WHAT YOU WILL DO
For this exercise, report every line of the material that includes "Uuid".

RECORDS PROVIDED
▬▬▬

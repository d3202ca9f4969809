//! # API Facade
//!
//! The API layer is a **thin facade** over the command layer. It is the single
//! entry point for every todoz operation, whatever sits in front of it (the
//! demo CLI, the JSON-lines request driver, tests).
//!
//! ## Role and Responsibilities
//!
//! The API facade:
//! - **Dispatches** to the matching command function
//! - **Converts** `Result<CmdResult>` into an [`Outcome`], so no error ever
//!   escapes to the caller as `Err`
//! - **Logs** each operation through `tracing`
//!
//! ## What the API Does NOT Do
//!
//! - **Business logic**: validation order and index updates live in `commands/*.rs`
//! - **Formatting**: envelopes are rendered by [`crate::envelope`]
//! - **Locking**: see [`crate::shared::SharedTodozApi`] for concurrent callers
//!
//! ## Generic Over DataStore
//!
//! `TodozApi<S: DataStore>` is generic over the storage backend. Every
//! instance owns its own store, so tests construct as many independent stores
//! as they need.

use crate::commands::{self, CmdResult};
use crate::config::TodozConfig;
use crate::error::Result;
use crate::model::TodoPatch;
use crate::outcome::Outcome;
use crate::store::memory::InMemoryStore;
use crate::store::DataStore;
use tracing::{debug, info, warn};
use uuid::Uuid;

pub use crate::commands::list::TodoFilter;
pub use crate::commands::{CmdMessage, MessageLevel, Payload};

/// The main API facade for todoz operations.
pub struct TodozApi<S: DataStore> {
    store: S,
    config: TodozConfig,
}

impl TodozApi<InMemoryStore> {
    /// A facade over a fresh, empty in-memory store with default settings.
    pub fn in_memory() -> Self {
        Self::new(InMemoryStore::new(), TodozConfig::default())
    }
}

impl<S: DataStore> TodozApi<S> {
    pub fn new(store: S, config: TodozConfig) -> Self {
        Self { store, config }
    }

    pub fn config(&self) -> &TodozConfig {
        &self.config
    }

    pub fn store(&self) -> &S {
        &self.store
    }

    pub fn user_exists(&self, user_id: &Uuid) -> bool {
        self.store.get_user(user_id).is_ok()
    }

    pub fn register_user(&mut self, email: &str, password: &str) -> Outcome {
        debug!(email, "register_user");
        let result = commands::register::run(
            &mut self.store,
            self.config.min_password_length,
            email,
            password,
        );
        finish("register_user", result)
    }

    pub fn login_user(&self, email: &str, password: &str) -> Outcome {
        debug!(email, "login_user");
        finish(
            "login_user",
            commands::login::run(&self.store, email, password),
        )
    }

    pub fn update_password(
        &mut self,
        user_id: &Uuid,
        old_password: &str,
        new_password: &str,
    ) -> Outcome {
        self.change_password(user_id, Some(old_password), Some(new_password))
    }

    /// Nullable form of [`Self::update_password`] for the request layer.
    pub(crate) fn change_password(
        &mut self,
        user_id: &Uuid,
        old_password: Option<&str>,
        new_password: Option<&str>,
    ) -> Outcome {
        debug!(%user_id, "update_password");
        let result = commands::password::run(
            &mut self.store,
            self.config.min_password_length,
            user_id,
            old_password,
            new_password,
        );
        finish("update_password", result)
    }

    pub fn add_todo(&mut self, user_id: &Uuid, title: &str, details: Option<&str>) -> Outcome {
        debug!(%user_id, "add_todo");
        finish(
            "add_todo",
            commands::create::run(&mut self.store, user_id, title, details),
        )
    }

    pub fn update_todo(&mut self, user_id: &Uuid, todo_id: &Uuid, patch: &TodoPatch) -> Outcome {
        debug!(%user_id, %todo_id, ?patch, "update_todo");
        finish(
            "update_todo",
            commands::update::run(&mut self.store, user_id, todo_id, patch),
        )
    }

    pub fn delete_todo(&mut self, user_id: &Uuid, todo_id: &Uuid) -> Outcome {
        debug!(%user_id, %todo_id, "delete_todo");
        finish(
            "delete_todo",
            commands::delete::run(&mut self.store, user_id, todo_id),
        )
    }

    pub fn list_todos(&self, user_id: &Uuid, filter: TodoFilter) -> Outcome {
        debug!(%user_id, ?filter, "list_todos");
        finish(
            "list_todos",
            commands::list::run(&self.store, user_id, filter),
        )
    }

    pub fn get_all_todos(&self, user_id: &Uuid) -> Outcome {
        self.list_todos(user_id, TodoFilter::All)
    }

    pub fn get_active_todos(&self, user_id: &Uuid) -> Outcome {
        self.list_todos(user_id, TodoFilter::Active)
    }

    pub fn get_completed_todos(&self, user_id: &Uuid) -> Outcome {
        self.list_todos(user_id, TodoFilter::Completed)
    }

    pub fn search_todos(&self, user_id: &Uuid, query: &str) -> Outcome {
        debug!(%user_id, query, "search_todos");
        finish(
            "search_todos",
            commands::search::run(&self.store, user_id, query),
        )
    }
}

fn finish(operation: &'static str, result: Result<CmdResult>) -> Outcome {
    match &result {
        Ok(_) => info!(operation, "operation succeeded"),
        Err(err) => warn!(operation, kind = ?err.kind(), error = %err, "operation failed"),
    }
    Outcome::from(result)
}
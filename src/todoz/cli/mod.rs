pub(crate) mod demo;
pub(crate) mod print;
pub(crate) mod script;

▬▬▬

RESULT OF THE TASK
use uuid::Uuid;
    pub fn user_exists(&self, user_id: &Uuid) -> bool {
        user_id: &Uuid,
        user_id: &Uuid,
    pub fn add_todo(&mut self, user_id: &Uuid, title: &str, details: Option<&str>) -> Outcome {
    pub fn update_todo(&mut self, user_id: &Uuid, todo_id: &Uuid, patch: &TodoPatch) -> Outcome {
    pub fn delete_todo(&mut self, user_id: &Uuid, todo_id: &Uuid) -> Outcome {
    pub fn list_todos(&self, user_id: &Uuid, filter: TodoFilter) -> Outcome {
    pub fn get_all_todos(&self, user_id: &Uuid) -> Outcome {
    pub fn get_active_todos(&self, user_id: &Uuid) -> Outcome {
    pub fn get_completed_todos(&self, user_id: &Uuid) -> Outcome {
    pub fn search_todos(&self, user_id: &Uuid, query: &str) -> Outcome {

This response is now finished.